Expériences 1 et 3 : les délicates harmonies de Masayoshi Fujita
Pour Maintenant, Masayoshi Fujita (artiste issu de plateforme européenne SHAPE, initiative cofinancée par le programme Europe Créative de l’Union Européenne) se produisait à deux occasions, l’une le 13 octobre, accompagné de musiciens du Conservatoire de Rennes au Musée des Beaux-Arts, l’autre la veille en solo aux Champs Libres : une belle manière d’explorer les différentes facettes de son travail (solo/groupe). On le découvre donc d’abord en solo sous la somptueuse installation de Yasuaki Onishi, Reverse of Volume, autrement dit une montagne inversée féérique faite d’une bâche et de fils de glue, qui semble respirer.
Au centre de la cavité formée par l’immersion du vide, le jeune musicien s’installe derrière son vibraphone et commence à nous en expliquer le fonctionnement : les lames d’aluminium frappées avec des baguettes en bois dont la tête est recouverte de fils de textiles résonnent grâce à des résonatrices (les sortes de tuyau en aluminium en dessous de chaque lame). En plus de cela, l’instrument est également doté de sortes de petits cercles de métal qui s’ouvrent et se ferment grâce à l’électricité, créant des effets de vibrations plus ou moins rapides selon la vitesse du moteur. Une bande de feutre, placée sous les lames, permet également d’étouffer la résonance des lames lorsque le musicien utilise sa pédale.
Le garçon commence son set avec Tears of Unicorn dont il nous explique l’histoire, comme chacun des titres qui vont suivre. Enfin, non, pas l’histoire exactement, précise le garçon, plutôt l’ambiance, l’atmosphère qui y président, un peu explique-t-il, comme « les images d’un livre dont on ne comprendrait pas la langue » . Il y est question de vent, de pantins animés au pays des jouets, des éléments personnifiés, d’animaux fantastiques (cygnes, licornes) ou de l’esprit du lac ou de la nuit, autrement dit tout un monde féérique et onirique. Auquel les délicates harmonies qui s’élèvent de l’instrument donnent des atours encore plus merveilleux.
Sous le fragile relief de Yasuaki Onishi, la musique du jeune Japonais gagne en amplitude. Les douces vibrations de son instrument y trouvent une caisse de résonances inédite, qui en sublime l’harmonie. Jouant sur les variations de tempo, mais également d’intensité, le musicien propose un set au relief varié mais jamais accidenté, ponctuant même sa prestation de petites trouvailles bienvenues.
L’instrument, nous explique Masayoshi Fujita, n’existe que depuis une centaine d’années, ce qui laisse d’immenses champs d’explorations possibles à venir.

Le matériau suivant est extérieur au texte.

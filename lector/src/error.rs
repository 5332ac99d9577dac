use axum::{
    http::StatusCode,
    response::{IntoResponse, Response},
    Json,
};
use serde_json::json;
use thiserror::Error;

#[derive(Error, Debug)]
pub enum LectorError {
    #[error("Invalid input: {0}")]
    InvalidInput(String),

    #[error("Not found: {0}")]
    NotFound(String),

    #[error("Database error: {0}")]
    Database(#[from] libsql::Error),

    #[error("Storage error: {0}")]
    Storage(String),

    #[error("Recognition engine error: {0}")]
    Engine(String),

    #[error("Recognition engine unavailable: {0}")]
    EngineUnavailable(String),

    #[error("Recognition engine timed out after {0} seconds")]
    EngineTimeout(u64),

    #[error("HTTP request error: {0}")]
    Http(#[from] reqwest::Error),

    #[error("JSON error: {0}")]
    Json(#[from] serde_json::Error),

    #[error("IO error: {0}")]
    Io(#[from] std::io::Error),

    #[error("Internal server error: {0}")]
    Internal(String),
}

impl IntoResponse for LectorError {
    fn into_response(self) -> Response {
        let (status, message) = match &self {
            LectorError::InvalidInput(msg) => (StatusCode::BAD_REQUEST, msg.clone()),
            LectorError::NotFound(msg) => (StatusCode::NOT_FOUND, msg.clone()),
            LectorError::Database(e) => (StatusCode::INTERNAL_SERVER_ERROR, e.to_string()),
            LectorError::Storage(msg) => (StatusCode::INTERNAL_SERVER_ERROR, msg.clone()),
            LectorError::Engine(msg) => (StatusCode::BAD_GATEWAY, msg.clone()),
            LectorError::EngineUnavailable(msg) => (StatusCode::SERVICE_UNAVAILABLE, msg.clone()),
            LectorError::EngineTimeout(_) => (StatusCode::BAD_GATEWAY, self.to_string()),
            LectorError::Http(e) => (StatusCode::BAD_GATEWAY, e.to_string()),
            LectorError::Json(e) => (StatusCode::BAD_REQUEST, e.to_string()),
            LectorError::Io(e) => (StatusCode::INTERNAL_SERVER_ERROR, e.to_string()),
            LectorError::Internal(msg) => (StatusCode::INTERNAL_SERVER_ERROR, msg.clone()),
        };

        let body = Json(json!({
            "error": message,
            "code": status.as_u16()
        }));

        (status, body).into_response()
    }
}

pub type Result<T> = std::result::Result<T, LectorError>;
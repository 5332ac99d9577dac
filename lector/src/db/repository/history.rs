use chrono::{DateTime, Utc};
use libsql::{params, Connection, Row};

use crate::error::{LectorError, Result};
use crate::models::HistoryEntry;

pub struct HistoryRepository;

impl HistoryRepository {
    pub async fn insert(conn: &Connection, entry: &HistoryEntry) -> Result<()> {
        conn.execute(
            r#"
            INSERT INTO history (
                id, filename, original_filename, text, confidence,
                word_count, char_count, created_at, artifact_path,
                content_fingerprint
            ) VALUES (?1, ?2, ?3, ?4, ?5, ?6, ?7, ?8, ?9, ?10)
            "#,
            params![
                entry.id.clone(),
                entry.filename.clone(),
                entry.original_filename.clone(),
                entry.text.clone(),
                entry.confidence as f64,
                entry.word_count as i64,
                entry.char_count as i64,
                entry.created_at.to_rfc3339(),
                entry.artifact_path.clone(),
                entry.content_fingerprint.clone(),
            ],
        )
        .await?;

        Ok(())
    }

    /// Most recent first. The rowid tie-break keeps the ordering stable
    /// for entries sharing a timestamp.
    pub async fn list(conn: &Connection, limit: u32) -> Result<Vec<HistoryEntry>> {
        let mut rows = conn
            .query(
                "SELECT * FROM history ORDER BY created_at DESC, rowid DESC LIMIT ?1",
                params![limit as i64],
            )
            .await?;

        let mut entries = Vec::new();
        while let Some(row) = rows.next().await? {
            entries.push(Self::row_to_entry(&row)?);
        }
        Ok(entries)
    }

    pub async fn get_by_id(conn: &Connection, id: &str) -> Result<Option<HistoryEntry>> {
        let mut rows = conn
            .query("SELECT * FROM history WHERE id = ?1", params![id])
            .await?;

        if let Some(row) = rows.next().await? {
            Ok(Some(Self::row_to_entry(&row)?))
        } else {
            Ok(None)
        }
    }

    pub async fn delete(conn: &Connection, id: &str) -> Result<bool> {
        let rows_affected = conn
            .execute("DELETE FROM history WHERE id = ?1", params![id])
            .await?;
        Ok(rows_affected > 0)
    }

    pub async fn clear(conn: &Connection) -> Result<u64> {
        Ok(conn.execute("DELETE FROM history", ()).await?)
    }

    fn row_to_entry(row: &Row) -> Result<HistoryEntry> {
        let created_at: String = row.get(7)?;
        let created_at = DateTime::parse_from_rfc3339(&created_at)
            .map_err(|e| LectorError::Internal(format!("Invalid created_at in history: {e}")))?
            .with_timezone(&Utc);

        Ok(HistoryEntry {
            id: row.get(0)?,
            filename: row.get(1)?,
            original_filename: row.get(2)?,
            text: row.get(3)?,
            confidence: row.get::<f64>(4)? as f32,
            word_count: row.get::<i64>(5)? as u32,
            char_count: row.get::<i64>(6)? as u32,
            created_at,
            artifact_path: row.get(8)?,
            content_fingerprint: row.get(9)?,
        })
    }
}
//! Spatial text reconstruction.
//!
//! The recognition engine returns detections in arbitrary order. This
//! module rebuilds natural reading order: detections are grouped into
//! visual lines top-to-bottom, ordered left-to-right within each line,
//! filtered by confidence, and joined into the output text.
//!
//! The algorithm is fully deterministic for a fixed input set and
//! threshold: both sort keys use `f32::total_cmp` and the grouping always
//! compares against the first detection admitted to the current line, so
//! membership does not depend on input order within a tolerance band.

use crate::models::{Detection, DocumentDetection, DocumentResult, DocumentStats};

pub struct Reconstructor {
    line_threshold: f32,
    min_confidence: f32,
}

fn round1(value: f32) -> f32 {
    (value * 10.0).round() / 10.0
}

impl Reconstructor {
    pub fn new(line_threshold: f32, min_confidence: f32) -> Self {
        Self {
            line_threshold,
            min_confidence,
        }
    }

    /// Rebuild a document from an unordered set of detections.
    pub fn reconstruct(&self, detections: &[Detection]) -> DocumentResult {
        if detections.is_empty() {
            return DocumentResult::empty();
        }

        let lines = self.group_into_lines(detections);

        let mut output_lines: Vec<String> = Vec::new();
        let mut emitted: Vec<DocumentDetection> = Vec::new();

        for line in &lines {
            let mut line_texts: Vec<&str> = Vec::new();
            for det in line {
                // Filtering is per-detection: one low-confidence member
                // never drops the rest of its line.
                if det.confidence >= self.min_confidence {
                    line_texts.push(&det.text);
                    emitted.push(DocumentDetection {
                        text: det.text.clone(),
                        confidence: round1(det.confidence * 100.0),
                        polygon: det.display_polygon(),
                    });
                }
            }
            if !line_texts.is_empty() {
                output_lines.push(line_texts.join(" "));
            }
        }

        let text = output_lines.join("\n");
        let stats = compute_stats(&text, output_lines.len(), &emitted);

        DocumentResult {
            text,
            detections: emitted,
            stats,
        }
    }

    /// Sort by `top_y` and greedily group into lines. A detection joins
    /// the current line while its `top_y` is within `line_threshold` of
    /// the line's first member; each line is then ordered by `center_x`.
    fn group_into_lines<'a>(&self, detections: &'a [Detection]) -> Vec<Vec<&'a Detection>> {
        let mut sorted: Vec<&Detection> = detections.iter().collect();
        sorted.sort_by(|a, b| a.top_y().total_cmp(&b.top_y()));

        let mut lines: Vec<Vec<&Detection>> = Vec::new();
        let mut current: Vec<&Detection> = vec![sorted[0]];

        for &det in &sorted[1..] {
            let anchor = current[0].top_y();
            if (det.top_y() - anchor).abs() < self.line_threshold {
                current.push(det);
            } else {
                lines.push(current);
                current = vec![det];
            }
        }
        lines.push(current);

        for line in &mut lines {
            line.sort_by(|a, b| a.center_x().total_cmp(&b.center_x()));
        }

        lines
    }
}

fn compute_stats(text: &str, line_count: usize, emitted: &[DocumentDetection]) -> DocumentStats {
    if emitted.is_empty() {
        return DocumentStats::default();
    }

    let sum: f32 = emitted.iter().map(|d| d.confidence).sum();

    DocumentStats {
        char_count: text.chars().count() as u32,
        word_count: text.split_whitespace().count() as u32,
        line_count: line_count as u32,
        detection_count: emitted.len() as u32,
        avg_confidence: round1(sum / emitted.len() as f32),
    }
}

#[cfg(test)]
mod tests {
    use super::*;
    use crate::models::Point;
    use pretty_assertions::assert_eq;

    fn det(x: f32, top_y: f32, text: &str, confidence: f32) -> Detection {
        Detection::new(
            [
                Point { x, y: top_y },
                Point { x: x + 40.0, y: top_y },
                Point {
                    x: x + 40.0,
                    y: top_y + 20.0,
                },
                Point {
                    x,
                    y: top_y + 20.0,
                },
            ],
            text,
            confidence,
        )
    }

    #[test]
    fn empty_input_yields_empty_result() {
        let result = Reconstructor::new(15.0, 0.3).reconstruct(&[]);
        assert_eq!(result.text, "");
        assert!(result.detections.is_empty());
        assert_eq!(result.stats, DocumentStats::default());
    }

    #[test]
    fn groups_against_first_member_of_line() {
        // 100, 104, 108 all lie within 15 of the first member (100);
        // 140 starts a new line.
        let detections = vec![
            det(0.0, 100.0, "a", 0.9),
            det(50.0, 104.0, "b", 0.9),
            det(100.0, 108.0, "c", 0.9),
            det(0.0, 140.0, "d", 0.9),
        ];
        let result = Reconstructor::new(15.0, 0.3).reconstruct(&detections);
        assert_eq!(result.text, "a b c\nd");
        assert_eq!(result.stats.line_count, 2);
    }

    #[test]
    fn orders_within_line_by_center_x_regardless_of_input_order() {
        let detections = vec![
            det(200.0, 102.0, "right", 0.9),
            det(0.0, 100.0, "left", 0.9),
            det(100.0, 104.0, "middle", 0.9),
        ];
        let result = Reconstructor::new(15.0, 0.3).reconstruct(&detections);
        assert_eq!(result.text, "left middle right");
    }

    #[test]
    fn output_is_deterministic_across_invocations() {
        let detections = vec![
            det(30.0, 10.0, "one", 0.8),
            det(10.0, 12.0, "two", 0.7),
            det(90.0, 11.0, "three", 0.6),
            det(5.0, 60.0, "four", 0.95),
        ];
        let reconstructor = Reconstructor::new(15.0, 0.3);
        let first = reconstructor.reconstruct(&detections);
        for _ in 0..10 {
            assert_eq!(reconstructor.reconstruct(&detections), first);
        }
    }

    #[test]
    fn filters_per_detection_not_per_line() {
        let detections = vec![
            det(0.0, 100.0, "keep", 0.9),
            det(50.0, 102.0, "drop", 0.1),
            det(100.0, 104.0, "also", 0.8),
        ];
        let result = Reconstructor::new(15.0, 0.3).reconstruct(&detections);
        assert_eq!(result.text, "keep also");
        assert_eq!(result.stats.detection_count, 2);
    }

    #[test]
    fn fully_filtered_line_contributes_no_blank_line() {
        let detections = vec![
            det(0.0, 100.0, "first", 0.9),
            det(0.0, 140.0, "noise", 0.05),
            det(0.0, 180.0, "last", 0.9),
        ];
        let result = Reconstructor::new(15.0, 0.3).reconstruct(&detections);
        assert_eq!(result.text, "first\nlast");
        assert_eq!(result.stats.line_count, 2);
    }

    #[test]
    fn all_detections_filtered_yields_empty_text_and_zero_stats() {
        let detections = vec![det(0.0, 10.0, "a", 0.1), det(0.0, 40.0, "b", 0.1)];
        let result = Reconstructor::new(15.0, 0.3).reconstruct(&detections);
        assert_eq!(result.text, "");
        assert_eq!(result.stats.detection_count, 0);
        assert_eq!(result.stats.avg_confidence, 0.0);
    }

    #[test]
    fn raising_min_confidence_never_increases_detection_count() {
        let detections = vec![
            det(0.0, 10.0, "a", 0.2),
            det(50.0, 12.0, "b", 0.5),
            det(100.0, 14.0, "c", 0.7),
            det(0.0, 50.0, "d", 0.95),
        ];
        let mut previous = usize::MAX;
        for threshold in [0.0, 0.2, 0.4, 0.6, 0.8, 1.0] {
            let count = Reconstructor::new(15.0, threshold)
                .reconstruct(&detections)
                .detections
                .len();
            assert!(count <= previous);
            previous = count;
        }
    }

    #[test]
    fn boundary_detection_at_exact_threshold_starts_new_line() {
        // The membership test is strict (< threshold), so a gap of
        // exactly 15 opens a new line.
        let detections = vec![det(0.0, 100.0, "a", 0.9), det(0.0, 115.0, "b", 0.9)];
        let result = Reconstructor::new(15.0, 0.3).reconstruct(&detections);
        assert_eq!(result.text, "a\nb");
    }

    #[test]
    fn confidence_at_exact_min_is_emitted() {
        let detections = vec![det(0.0, 10.0, "edge", 0.3)];
        let result = Reconstructor::new(15.0, 0.3).reconstruct(&detections);
        assert_eq!(result.text, "edge");
    }

    #[test]
    fn stats_reflect_reading_order_text() {
        let detections = vec![
            det(0.0, 10.0, "hello", 0.9),
            det(60.0, 12.0, "world", 0.7),
            det(0.0, 50.0, "bye", 0.8),
        ];
        let result = Reconstructor::new(15.0, 0.3).reconstruct(&detections);
        assert_eq!(result.text, "hello world\nbye");
        assert_eq!(result.stats.char_count, 15);
        assert_eq!(result.stats.word_count, 3);
        assert_eq!(result.stats.line_count, 2);
        assert_eq!(result.stats.detection_count, 3);
        assert_eq!(result.stats.avg_confidence, 80.0);
    }

    #[test]
    fn detection_confidence_is_percent_rounded_to_one_decimal() {
        let detections = vec![det(0.0, 10.0, "w", 0.8765)];
        let result = Reconstructor::new(15.0, 0.3).reconstruct(&detections);
        assert_eq!(result.detections[0].confidence, 87.7);
    }
}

Masayoshi Fujita a ainsi cherché de nouvelles façons de jouer de son vibraphone. En plus des quatre baguettes percutant les lames de métal et le jeu de pédale pour étouffer les sons, le Japonais se sert également de deux archets notamment (l’un pour violon, l’autre pour violoncelle), frottés sur les lames pour contrôler le son (notamment Requiem qui plonge le public dans une écoute quasi religieuse), ou prépare son vibraphone en y posant des objets inédits un peu comme un piano préparé – cordelettes garnies de perles, feuilles d’aluminium « de cuisine » , précise-t-il ce qui fait rire tout le monde-.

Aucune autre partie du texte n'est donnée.